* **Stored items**
□ □ □ □ □ □ □
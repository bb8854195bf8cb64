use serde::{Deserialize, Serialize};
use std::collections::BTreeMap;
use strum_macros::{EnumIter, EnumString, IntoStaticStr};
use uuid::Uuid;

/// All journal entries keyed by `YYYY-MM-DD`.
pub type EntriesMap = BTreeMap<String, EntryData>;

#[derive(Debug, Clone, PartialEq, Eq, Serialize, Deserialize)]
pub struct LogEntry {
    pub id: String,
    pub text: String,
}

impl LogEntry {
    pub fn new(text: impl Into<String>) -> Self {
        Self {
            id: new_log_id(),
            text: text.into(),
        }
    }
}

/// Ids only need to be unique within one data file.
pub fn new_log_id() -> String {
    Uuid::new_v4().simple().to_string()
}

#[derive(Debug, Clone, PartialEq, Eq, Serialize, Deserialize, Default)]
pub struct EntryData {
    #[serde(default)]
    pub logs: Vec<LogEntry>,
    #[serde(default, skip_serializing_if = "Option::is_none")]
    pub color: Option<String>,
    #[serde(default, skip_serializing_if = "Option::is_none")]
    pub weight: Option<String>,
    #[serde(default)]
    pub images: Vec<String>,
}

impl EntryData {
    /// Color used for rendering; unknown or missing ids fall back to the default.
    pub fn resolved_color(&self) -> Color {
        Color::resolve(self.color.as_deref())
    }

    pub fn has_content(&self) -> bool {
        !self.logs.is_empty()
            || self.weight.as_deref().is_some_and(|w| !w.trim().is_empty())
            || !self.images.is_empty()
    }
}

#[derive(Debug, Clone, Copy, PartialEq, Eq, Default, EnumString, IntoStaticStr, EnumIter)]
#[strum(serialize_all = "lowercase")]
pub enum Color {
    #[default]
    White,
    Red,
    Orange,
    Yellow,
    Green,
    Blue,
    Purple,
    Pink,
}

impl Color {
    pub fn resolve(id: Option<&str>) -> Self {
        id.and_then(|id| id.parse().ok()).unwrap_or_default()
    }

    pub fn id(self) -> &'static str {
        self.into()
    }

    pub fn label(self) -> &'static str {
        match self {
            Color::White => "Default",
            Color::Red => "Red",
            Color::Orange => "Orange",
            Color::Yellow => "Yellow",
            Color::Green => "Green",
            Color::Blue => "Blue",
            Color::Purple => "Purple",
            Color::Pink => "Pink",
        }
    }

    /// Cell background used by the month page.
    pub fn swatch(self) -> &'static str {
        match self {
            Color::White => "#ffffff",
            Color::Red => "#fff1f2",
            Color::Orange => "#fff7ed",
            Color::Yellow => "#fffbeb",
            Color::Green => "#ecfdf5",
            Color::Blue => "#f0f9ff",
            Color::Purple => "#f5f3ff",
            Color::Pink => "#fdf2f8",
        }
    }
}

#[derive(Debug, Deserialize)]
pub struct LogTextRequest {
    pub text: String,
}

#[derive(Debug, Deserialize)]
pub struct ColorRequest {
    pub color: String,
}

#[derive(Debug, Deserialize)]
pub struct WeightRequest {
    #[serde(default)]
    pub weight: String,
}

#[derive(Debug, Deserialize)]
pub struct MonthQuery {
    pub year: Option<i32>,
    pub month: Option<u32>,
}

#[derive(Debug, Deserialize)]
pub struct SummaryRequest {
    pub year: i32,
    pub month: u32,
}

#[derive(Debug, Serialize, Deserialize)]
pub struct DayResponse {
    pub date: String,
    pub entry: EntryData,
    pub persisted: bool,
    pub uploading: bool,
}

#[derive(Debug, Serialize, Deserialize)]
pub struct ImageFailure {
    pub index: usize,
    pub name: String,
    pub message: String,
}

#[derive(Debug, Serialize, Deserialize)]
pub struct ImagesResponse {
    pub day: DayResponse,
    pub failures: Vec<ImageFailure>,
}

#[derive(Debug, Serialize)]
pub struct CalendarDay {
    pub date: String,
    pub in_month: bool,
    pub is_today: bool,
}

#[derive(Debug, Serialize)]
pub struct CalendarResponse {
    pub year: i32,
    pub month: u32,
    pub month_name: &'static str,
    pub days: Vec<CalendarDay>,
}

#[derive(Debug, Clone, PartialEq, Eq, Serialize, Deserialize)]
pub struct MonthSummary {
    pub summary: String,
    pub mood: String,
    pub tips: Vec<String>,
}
□ □ □ □ □ □ □
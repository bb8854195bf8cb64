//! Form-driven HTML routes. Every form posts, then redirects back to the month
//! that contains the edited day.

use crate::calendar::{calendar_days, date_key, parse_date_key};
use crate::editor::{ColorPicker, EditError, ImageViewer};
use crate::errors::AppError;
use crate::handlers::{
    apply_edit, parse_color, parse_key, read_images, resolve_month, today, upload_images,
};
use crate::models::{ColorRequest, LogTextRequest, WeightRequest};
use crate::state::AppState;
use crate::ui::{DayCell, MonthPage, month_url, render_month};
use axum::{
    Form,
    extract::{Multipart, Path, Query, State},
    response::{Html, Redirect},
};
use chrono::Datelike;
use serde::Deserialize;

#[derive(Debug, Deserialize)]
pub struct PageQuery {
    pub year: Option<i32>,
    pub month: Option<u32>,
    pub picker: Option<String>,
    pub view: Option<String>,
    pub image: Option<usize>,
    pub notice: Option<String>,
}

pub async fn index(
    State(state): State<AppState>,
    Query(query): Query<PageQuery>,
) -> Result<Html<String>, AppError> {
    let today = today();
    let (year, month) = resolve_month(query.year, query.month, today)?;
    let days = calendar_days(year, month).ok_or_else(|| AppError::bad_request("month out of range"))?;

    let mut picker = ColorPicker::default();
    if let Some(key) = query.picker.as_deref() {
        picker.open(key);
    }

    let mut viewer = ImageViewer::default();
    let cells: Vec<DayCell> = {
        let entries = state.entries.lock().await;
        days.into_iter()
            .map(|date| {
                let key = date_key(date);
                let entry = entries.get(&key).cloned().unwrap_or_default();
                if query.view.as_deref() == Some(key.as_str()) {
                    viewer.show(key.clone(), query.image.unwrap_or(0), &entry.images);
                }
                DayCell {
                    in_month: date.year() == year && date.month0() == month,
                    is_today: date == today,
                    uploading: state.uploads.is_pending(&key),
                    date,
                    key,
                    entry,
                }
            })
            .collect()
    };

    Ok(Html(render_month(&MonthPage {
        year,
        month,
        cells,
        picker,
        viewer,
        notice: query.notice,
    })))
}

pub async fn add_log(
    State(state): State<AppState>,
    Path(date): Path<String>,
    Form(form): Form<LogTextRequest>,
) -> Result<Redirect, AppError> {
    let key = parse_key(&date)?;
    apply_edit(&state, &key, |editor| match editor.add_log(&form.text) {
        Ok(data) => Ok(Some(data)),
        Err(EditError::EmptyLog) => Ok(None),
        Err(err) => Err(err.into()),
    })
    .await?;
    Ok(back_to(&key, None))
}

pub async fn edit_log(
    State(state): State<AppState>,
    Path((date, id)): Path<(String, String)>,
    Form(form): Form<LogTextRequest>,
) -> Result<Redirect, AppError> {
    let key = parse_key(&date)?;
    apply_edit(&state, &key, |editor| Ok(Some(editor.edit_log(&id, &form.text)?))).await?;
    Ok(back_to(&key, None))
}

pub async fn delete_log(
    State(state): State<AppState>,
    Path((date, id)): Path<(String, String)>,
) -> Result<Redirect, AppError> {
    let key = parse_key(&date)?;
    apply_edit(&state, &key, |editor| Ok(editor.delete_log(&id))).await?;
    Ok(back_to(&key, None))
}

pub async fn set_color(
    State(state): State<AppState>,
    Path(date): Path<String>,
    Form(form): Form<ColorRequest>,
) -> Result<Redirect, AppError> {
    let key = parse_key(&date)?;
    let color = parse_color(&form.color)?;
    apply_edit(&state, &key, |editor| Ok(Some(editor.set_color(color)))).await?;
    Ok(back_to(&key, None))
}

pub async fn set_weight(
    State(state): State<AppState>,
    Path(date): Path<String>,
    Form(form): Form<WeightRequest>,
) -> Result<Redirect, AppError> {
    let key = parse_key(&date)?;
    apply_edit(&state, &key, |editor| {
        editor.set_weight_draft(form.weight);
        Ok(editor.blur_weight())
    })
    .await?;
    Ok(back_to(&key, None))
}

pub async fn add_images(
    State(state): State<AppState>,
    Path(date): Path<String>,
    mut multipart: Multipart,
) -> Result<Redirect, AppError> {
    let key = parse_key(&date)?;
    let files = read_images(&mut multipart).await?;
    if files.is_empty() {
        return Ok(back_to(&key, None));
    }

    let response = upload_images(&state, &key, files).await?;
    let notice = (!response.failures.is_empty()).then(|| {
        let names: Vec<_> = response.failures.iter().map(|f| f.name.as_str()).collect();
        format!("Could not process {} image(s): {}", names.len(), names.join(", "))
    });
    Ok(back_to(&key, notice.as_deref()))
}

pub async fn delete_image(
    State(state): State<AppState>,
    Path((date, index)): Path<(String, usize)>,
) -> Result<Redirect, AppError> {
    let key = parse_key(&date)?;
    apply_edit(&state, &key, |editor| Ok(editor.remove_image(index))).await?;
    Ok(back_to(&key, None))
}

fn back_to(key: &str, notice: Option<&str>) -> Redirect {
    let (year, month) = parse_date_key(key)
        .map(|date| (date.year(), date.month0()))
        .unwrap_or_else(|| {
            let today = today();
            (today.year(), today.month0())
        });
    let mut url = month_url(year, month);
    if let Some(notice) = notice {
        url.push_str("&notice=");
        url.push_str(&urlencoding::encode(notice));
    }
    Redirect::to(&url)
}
□ □ □ □ □ □ □
* **About this exercise**
For the string "ImageViewer", filter the data and copy out each line where it occurs.

* **Reply to the exercise**
use crate::editor::{ColorPicker, EditError, ImageViewer};
    let mut viewer = ImageViewer::default();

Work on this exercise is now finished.